[Collected data]
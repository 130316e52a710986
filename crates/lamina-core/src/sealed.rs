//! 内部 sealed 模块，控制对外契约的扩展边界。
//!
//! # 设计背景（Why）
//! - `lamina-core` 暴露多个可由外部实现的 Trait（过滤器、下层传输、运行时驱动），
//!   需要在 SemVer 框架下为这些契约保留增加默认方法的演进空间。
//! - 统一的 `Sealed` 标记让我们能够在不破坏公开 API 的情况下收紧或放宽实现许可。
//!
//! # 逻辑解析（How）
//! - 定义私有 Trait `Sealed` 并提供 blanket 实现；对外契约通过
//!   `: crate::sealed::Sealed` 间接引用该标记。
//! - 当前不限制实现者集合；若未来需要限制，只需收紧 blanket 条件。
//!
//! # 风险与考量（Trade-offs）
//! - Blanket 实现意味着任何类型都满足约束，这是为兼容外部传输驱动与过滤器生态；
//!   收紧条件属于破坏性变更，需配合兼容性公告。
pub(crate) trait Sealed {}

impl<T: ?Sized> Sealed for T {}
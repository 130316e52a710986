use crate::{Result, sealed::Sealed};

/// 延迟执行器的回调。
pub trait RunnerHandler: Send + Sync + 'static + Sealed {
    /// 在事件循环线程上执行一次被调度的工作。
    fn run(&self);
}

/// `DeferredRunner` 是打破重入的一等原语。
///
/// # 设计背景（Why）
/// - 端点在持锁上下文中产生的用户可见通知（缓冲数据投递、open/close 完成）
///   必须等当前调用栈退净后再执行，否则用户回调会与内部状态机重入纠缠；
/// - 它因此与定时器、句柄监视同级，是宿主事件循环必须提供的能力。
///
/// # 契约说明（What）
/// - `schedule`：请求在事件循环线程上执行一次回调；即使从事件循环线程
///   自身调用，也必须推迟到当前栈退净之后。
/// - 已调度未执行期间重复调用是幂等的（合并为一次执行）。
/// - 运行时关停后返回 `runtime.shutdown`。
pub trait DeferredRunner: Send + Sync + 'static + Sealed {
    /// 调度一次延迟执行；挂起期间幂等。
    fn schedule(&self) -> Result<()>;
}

• **YOUR INSTRUCTIONS**: From the first line to the last, transcribe the records exactly.

• **RESULT OF THE TASK**:
repository 130316e52a710986
filename crates/lamina-core/src/sealed.rs
//! 内部 sealed 模块，控制对外契约的扩展边界。
//!
//! # 设计背景（Why）
//! - `lamina-core` 暴露多个可由外部实现的 Trait（过滤器、下层传输、运行时驱动），
//!   需要在 SemVer 框架下为这些契约保留增加默认方法的演进空间。
//! - 统一的 `Sealed` 标记让我们能够在不破坏公开 API 的情况下收紧或放宽实现许可。
//!
//! # 逻辑解析（How）
//! - 定义私有 Trait `Sealed` 并提供 blanket 实现；对外契约通过
//!   `: crate::sealed::Sealed` 间接引用该标记。
//! - 当前不限制实现者集合；若未来需要限制，只需收紧 blanket 条件。
//!
//! # 风险与考量（Trade-offs）
//! - Blanket 实现意味着任何类型都满足约束，这是为兼容外部传输驱动与过滤器生态；
//!   收紧条件属于破坏性变更，需配合兼容性公告。
pub(crate) trait Sealed {}

impl<T: ?Sized> Sealed for T {}
repository 130316e52a710986
use crate::{Result, sealed::Sealed};

/// 延迟执行器的回调。
pub trait RunnerHandler: Send + Sync + 'static + Sealed {
    /// 在事件循环线程上执行一次被调度的工作。
    fn run(&self);
}

/// `DeferredRunner` 是打破重入的一等原语。
///
/// # 设计背景（Why）
/// - 端点在持锁上下文中产生的用户可见通知（缓冲数据投递、open/close 完成）
///   必须等当前调用栈退净后再执行，否则用户回调会与内部状态机重入纠缠；
/// - 它因此与定时器、句柄监视同级，是宿主事件循环必须提供的能力。
///
/// # 契约说明（What）
/// - `schedule`：请求在事件循环线程上执行一次回调；即使从事件循环线程
///   自身调用，也必须推迟到当前栈退净之后。
/// - 已调度未执行期间重复调用是幂等的（合并为一次执行）。
/// - 运行时关停后返回 `runtime.shutdown`。
pub trait DeferredRunner: Send + Sync + 'static + Sealed {
    /// 调度一次延迟执行；挂起期间幂等。
    fn schedule(&self) -> Result<()>;
}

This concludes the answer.